Looking at my current use of this library I assume the points will be written, but I don't really care if some points are lost. This is partly because of the nature of the data, but also because I value other characteristics more: Use of the influx4j library should not interfere with the purpose of the host application. To me that means: a) reasonable resource usage b) not filling my disk with excessive error messages if InfluxDB is down / unreachable (but I would like some kind of failure indicator if the library knows something is wrong) c) not halting / blocking my application if events can't be delivered The above points may be relevant in the design / implementation of synchronous or guaranteed delivery. — You are receiving this because you were mentioned. Reply to this email directly, view it on GitHub <#5 (comment)>, or mute the thread <https://github.com/notifications/unsubscribe-auth/ADmpTO0NfH8nTnD_zzaNSAm1GnPwS-SLks5u1tJpgaJpZM4X72LJ> .
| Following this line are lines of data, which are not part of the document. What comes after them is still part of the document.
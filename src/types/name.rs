use smol_str::SmolStr;

use super::{
  COMPRESSION_OFFSET_MASK, COMPRESSION_POINTER_MASK, DecodeError, EncodeError, MAX_LABEL_LEN,
  MAX_NAME_LEN, MAX_POINTER_HOPS, not_enough_data,
};

/// Reads a possibly compressed name starting at `off`.
///
/// Returns the dot-joined name and the offset just past the name as it
/// appears at `off`, i.e. after the terminating zero or after the first
/// compression pointer.
pub(super) fn decode(src: &[u8], off: usize) -> Result<(SmolStr, usize), DecodeError> {
  let mut name = Vec::new();
  let mut cursor = off;
  let mut end = None;
  let mut hops = 0;

  loop {
    let Some(&len) = src.get(cursor) else {
      return Err(not_enough_data(1, 0));
    };

    match len {
      0 => {
        cursor += 1;
        break;
      }
      1..=63 => {
        let start = cursor + 1;
        let stop = start + len as usize;
        let Some(label) = src.get(start..stop) else {
          return Err(not_enough_data(len as usize, src.len().saturating_sub(start)));
        };

        let needed = if name.is_empty() { 0 } else { 1 } + label.len();
        if name.len() + needed > MAX_NAME_LEN {
          return Err(DecodeError::NameTooLong);
        }

        if !name.is_empty() {
          name.push(b'.');
        }
        name.extend_from_slice(label);
        cursor = stop;
      }
      len if len & COMPRESSION_POINTER_MASK == COMPRESSION_POINTER_MASK => {
        let Some(&low) = src.get(cursor + 1) else {
          return Err(not_enough_data(2, 1));
        };

        let target = (u16::from_be_bytes([len, low]) & COMPRESSION_OFFSET_MASK) as usize;
        // backward-only, which also rules out self references
        if target >= cursor {
          return Err(DecodeError::InvalidPointer {
            position: cursor,
            target,
          });
        }

        hops += 1;
        if hops > MAX_POINTER_HOPS {
          return Err(DecodeError::TooManyPointers);
        }

        end.get_or_insert(cursor + 2);
        cursor = target;
      }
      len => return Err(DecodeError::InvalidLabelLength(len)),
    }
  }

  let name = match String::from_utf8(name) {
    Ok(s) => SmolStr::from(s),
    Err(e) => SmolStr::from(String::from_utf8_lossy(e.as_bytes())),
  };
  Ok((name, end.unwrap_or(cursor)))
}

/// Appends `name` as a sequence of literal labels terminated by the root label.
pub(super) fn encode(name: &str, buf: &mut Vec<u8>) -> Result<(), EncodeError> {
  let name = name.strip_suffix('.').unwrap_or(name);
  if name.len() > MAX_NAME_LEN {
    return Err(EncodeError::NameTooLong(name.len()));
  }

  if !name.is_empty() {
    for label in name.split('.') {
      let len = label.len();
      if len == 0 {
        return Err(EncodeError::EmptyLabel(SmolStr::new(name)));
      }

      if len > MAX_LABEL_LEN {
        return Err(EncodeError::LabelTooLong {
          label: SmolStr::new(label),
          len,
        });
      }

      buf.push(len as u8);
      buf.extend_from_slice(label.as_bytes());
    }
  }

  buf.push(0);
  Ok(())
}
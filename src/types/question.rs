use smol_str::SmolStr;

use super::{CLASS_TOP_BIT, DNSClass, DecodeError, RecordType, U16_SIZE, name, read_u16};

/// An entry of the question section.
#[derive(Debug, Clone, PartialEq, Eq)]
pub struct Question {
  name: SmolStr,
  ty: RecordType,
  class: DNSClass,
  unicast_response: bool,
}

impl Question {
  /// Returns the queried name.
  #[inline]
  pub fn name(&self) -> &SmolStr {
    &self.name
  }

  /// Returns the queried type.
  #[inline]
  pub const fn ty(&self) -> RecordType {
    self.ty
  }

  /// Returns the queried class.
  #[inline]
  pub const fn class(&self) -> DNSClass {
    self.class
  }

  /// Returns `true` if the sender prefers a unicast response.
  ///
  /// RFC 6762, section 18.12. Repurposing of Top Bit of qclass in Question Section
  #[inline]
  pub const fn unicast_response(&self) -> bool {
    self.unicast_response
  }

  pub(super) fn decode(src: &[u8], off: usize) -> Result<(Self, usize), DecodeError> {
    let (name, off) = name::decode(src, off)?;
    let ty = RecordType::from(read_u16(src, off)?);
    let class = read_u16(src, off + U16_SIZE)?;
    Ok((
      Self {
        name,
        ty,
        class: DNSClass::from(class & !CLASS_TOP_BIT),
        unicast_response: class & CLASS_TOP_BIT != 0,
      },
      off + 2 * U16_SIZE,
    ))
  }
}
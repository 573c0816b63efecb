use core::time::Duration;
use std::{
  net::{Ipv4Addr, SocketAddr},
  sync::{
    Arc,
    atomic::{AtomicUsize, Ordering},
  },
};

use agnostic_net::Net;

use crate::{
  DedupKey, DiscoverParams, Discovery, DiscoveryOptions, EncodeError, Error, ParameterError,
  SessionState, utils::local_ipv4_addrs,
};

fn params() -> DiscoverParams {
  DiscoverParams::new("_http._tcp.local").with_wait(Duration::from_millis(200))
}

#[test]
fn dedup_key_from_str() {
  assert_eq!("address".parse::<DedupKey>().unwrap(), DedupKey::Address);
  assert_eq!("fqdn".parse::<DedupKey>().unwrap(), DedupKey::Fqdn);
  assert_eq!(
    "name".parse::<DedupKey>(),
    Err(ParameterError::UnknownDedupKey("name".into()))
  );
  assert_eq!(DedupKey::Fqdn.to_string(), "fqdn");
}

#[test]
fn state_error_message() {
  let err = Error::State(SessionState::Monitoring);
  assert_eq!(err.to_string(), "a monitoring session is already active");
}

async fn rejects_invalid_params<N: Net>() {
  // no interface is ever touched: validation comes first
  let discovery =
    Discovery::<N>::new(DiscoveryOptions::new().with_interface(Ipv4Addr::new(203, 0, 113, 1)));

  let err = discovery.discover(DiscoverParams::new("")).await.unwrap_err();
  assert!(matches!(err, Error::Parameter(ParameterError::EmptyName)));

  let long = format!("{}.local", "a".repeat(64));
  let err = discovery.discover(DiscoverParams::new(long)).await.unwrap_err();
  assert!(matches!(
    err,
    Error::Parameter(ParameterError::Query(EncodeError::LabelTooLong { len: 64, .. }))
  ));

  let err = discovery
    .discover(params().with_type("BOGUS"))
    .await
    .unwrap_err();
  assert!(matches!(
    err,
    Error::Parameter(ParameterError::Query(EncodeError::UnknownRecordType(_)))
  ));

  let err = discovery
    .discover(params().with_names(Vec::<&str>::new()))
    .await
    .unwrap_err();
  assert!(matches!(
    err,
    Error::Parameter(ParameterError::Query(EncodeError::NoNames))
  ));

  let names: Vec<String> = (0..256).map(|i| format!("n{i}.local")).collect();
  let err = discovery
    .discover(params().with_names(names))
    .await
    .unwrap_err();
  assert!(matches!(
    err,
    Error::Parameter(ParameterError::Query(EncodeError::TooManyNames(256)))
  ));

  assert_eq!(discovery.state(), None);
}

async fn discover_releases_session<N: Net>() {
  let discovery = Discovery::<N>::default();

  match discovery.discover(params()).await {
    Ok(devices) => {
      for d in devices.iter() {
        tracing::info!(address=%d.address(), fqdn=?d.fqdn(), "found device");
      }
    }
    Err(Error::Network(e)) => {
      tracing::warn!(err=%e, "no usable interface, skipping");
    }
    Err(e) => panic!("unexpected error: {e}"),
  }

  assert_eq!(discovery.state(), None);
}

async fn monitoring_is_exclusive<N: Net>() {
  let discovery = Discovery::<N>::default();

  // stopping while idle is a no-op
  discovery.stop_monitoring().await;
  assert_eq!(discovery.state(), None);

  match discovery.start_monitoring().await {
    Ok(()) => {}
    Err(Error::Network(e)) => {
      tracing::warn!(err=%e, "no usable interface, skipping");
      assert_eq!(discovery.state(), None);
      return;
    }
    Err(e) => panic!("unexpected error: {e}"),
  }

  assert_eq!(discovery.state(), Some(SessionState::Monitoring));
  assert!(matches!(
    discovery.start_monitoring().await,
    Err(Error::State(SessionState::Monitoring))
  ));
  assert!(matches!(
    discovery.discover(params()).await,
    Err(Error::State(SessionState::Monitoring))
  ));

  discovery.stop_monitoring().await;
  assert_eq!(discovery.state(), None);
  discovery.stop_monitoring().await;
  assert_eq!(discovery.state(), None);
}

async fn monitoring_forwards_packets<N: Net>() {
  let discovery = Discovery::<N>::default();
  let seen = Arc::new(AtomicUsize::new(0));

  let counter = seen.clone();
  discovery.set_packet_handler(move |packet| {
    let src: SocketAddr = packet.source();
    tracing::info!(from=%src, questions=packet.message().questions().len(), "monitored packet");
    counter.fetch_add(1, Ordering::SeqCst);
  });

  if let Err(e) = discovery.start_monitoring().await {
    tracing::warn!(err=%e, "monitoring unavailable, skipping");
    return;
  }

  // a second engine on the same host sends a query, looped back to the monitor
  let sender = Discovery::<N>::default();
  let sent = sender.discover(params()).await;

  discovery.stop_monitoring().await;
  discovery.clear_packet_handler();
  let packets = seen.load(Ordering::SeqCst);
  tracing::info!(packets, "monitoring finished");
  if sent.is_ok() {
    assert!(packets > 0, "the looped back query was not forwarded");
  }
  assert_eq!(discovery.state(), None);
}

fn unreachable_interface() -> DiscoveryOptions {
  DiscoveryOptions::new().with_interface(Ipv4Addr::new(203, 0, 113, 1))
}

async fn discover_fails_when_no_socket_opens<N: Net>() {
  let discovery = Discovery::<N>::new(unreachable_interface());

  let err = discovery.discover(params()).await.unwrap_err();
  assert!(matches!(err, Error::Network(_)), "unexpected error: {err}");
  assert_eq!(discovery.state(), None);

  // the slot is free again
  let err = discovery.discover(params()).await.unwrap_err();
  assert!(matches!(err, Error::Network(_)), "unexpected error: {err}");
}

async fn monitoring_fails_when_no_socket_opens<N: Net>() {
  let discovery = Discovery::<N>::new(unreachable_interface());

  let err = discovery.start_monitoring().await.unwrap_err();
  assert!(matches!(err, Error::Network(_)), "unexpected error: {err}");
  assert_eq!(discovery.state(), None);

  discovery.stop_monitoring().await;
  assert_eq!(discovery.state(), None);
}

async fn explicit_interfaces_keep_local_addrs<N: Net>() {
  let iface = Ipv4Addr::new(203, 0, 113, 1);
  let discovery = Discovery::<N>::new(unreachable_interface());
  let locals = discovery.local_addrs(&[iface]);
  assert!(locals.contains(&iface));

  if let Ok(addrs) = local_ipv4_addrs() {
    for addr in addrs.iter() {
      assert!(locals.contains(addr), "{addr} missing from the local set");
    }
  }

  // enumerated interfaces are already every local address
  let discovery = Discovery::<N>::default();
  let locals = discovery.local_addrs(&[iface]);
  assert_eq!(&locals[..], &[iface]);
}

#[test]
fn max_payload_size_holds_a_header() {
  assert_eq!(DiscoveryOptions::new().with_max_payload_size(0).max_payload_size(), 12);
  assert_eq!(DiscoveryOptions::new().with_max_payload_size(11).max_payload_size(), 12);
  assert_eq!(DiscoveryOptions::new().with_max_payload_size(12).max_payload_size(), 12);
  assert_eq!(DiscoveryOptions::new().with_max_payload_size(1500).max_payload_size(), 1500);
}

test_suites!(tokio {
  rejects_invalid_params,
  discover_releases_session,
  monitoring_is_exclusive,
  monitoring_forwards_packets,
  discover_fails_when_no_socket_opens,
  monitoring_fails_when_no_socket_opens,
  explicit_interfaces_keep_local_addrs,
});

test_suites!(smol {
  rejects_invalid_params,
  discover_releases_session,
  monitoring_is_exclusive,
  monitoring_forwards_packets,
  discover_fails_when_no_socket_opens,
  monitoring_fails_when_no_socket_opens,
  explicit_interfaces_keep_local_addrs,
});

test_suites!(async_std {
  rejects_invalid_params,
  discover_releases_session,
  monitoring_is_exclusive,
  monitoring_forwards_packets,
  discover_fails_when_no_socket_opens,
  monitoring_fails_when_no_socket_opens,
  explicit_interfaces_keep_local_addrs,
});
Brett Wooldridge · Answer 5 · Tue Dec 11 2018 02:53:35 GMT+0800 (China Standard Time)

@mburger81 Yes, I think an error callback is valid. I am considering what form it should take, and what information should be provided. That is why this issue is still open. I do not have a definite schedule regarding when it might be implemented -- but my goal is within the next several weeks.

mburger81 · Answer 6 · Wed Dec 19 2018 00:59:44 GMT+0800 (China Standard Time)

Hello I was busy and I only hat toady time to check your changes.

You added more detailed log and also a check for valid points, but for what I can see this is only a part of the final solution right?

At the end I think we need a success call back and an error callback with an identifier of a transaction. Or a set of unique identifier for the points on write tentative.
So you can decide what to do with a set of points, remove them or add them again?

Brett Wooldridge · Answer 7 · Wed Dec 19 2018 04:12:16 GMT+0800 (China Standard Time)

@mburger81 I have committed new changes. But it is 5am here in Tokyo, and I haven't had time to test them (at all). I'll review them again "tommorow" (after a few hours of sleep).

Brett Wooldridge · Answer 8 · Fri Dec 21 2018 15:41:33 GMT+0800 (China Standard Time)

@mburger81 I put together a rough example of a "resilient" wrapper around influx4j here.

Basically, how the influx4j retry mechanism works is this:

The driver internal point buffer holds 64K Point objects.
If the write of points out to InfluxDB fails, in what appears to be a recoverable way, then the driver will continue to retry the batch every AutoFlushPeriod milliseconds (1000 by default).
New points that are written will continue to accumulate in the internal point buffer while the retries are on-going.
However, if the internal point buffer reaches 75% full (48K points), the retry batch (buffer) will be dumped (dropped).
Whenever the batch completes, either successfully or unsuccessfully, a user-specified InfluxDbListener will be called back (specifically, the outcome() method.

It is an exercise left up to the user how to deal with dumped points, and how to further retry them. I do not see this as the responsibility of the driver itself. The example code cited above provides one simple scheme to do so, but there are many others.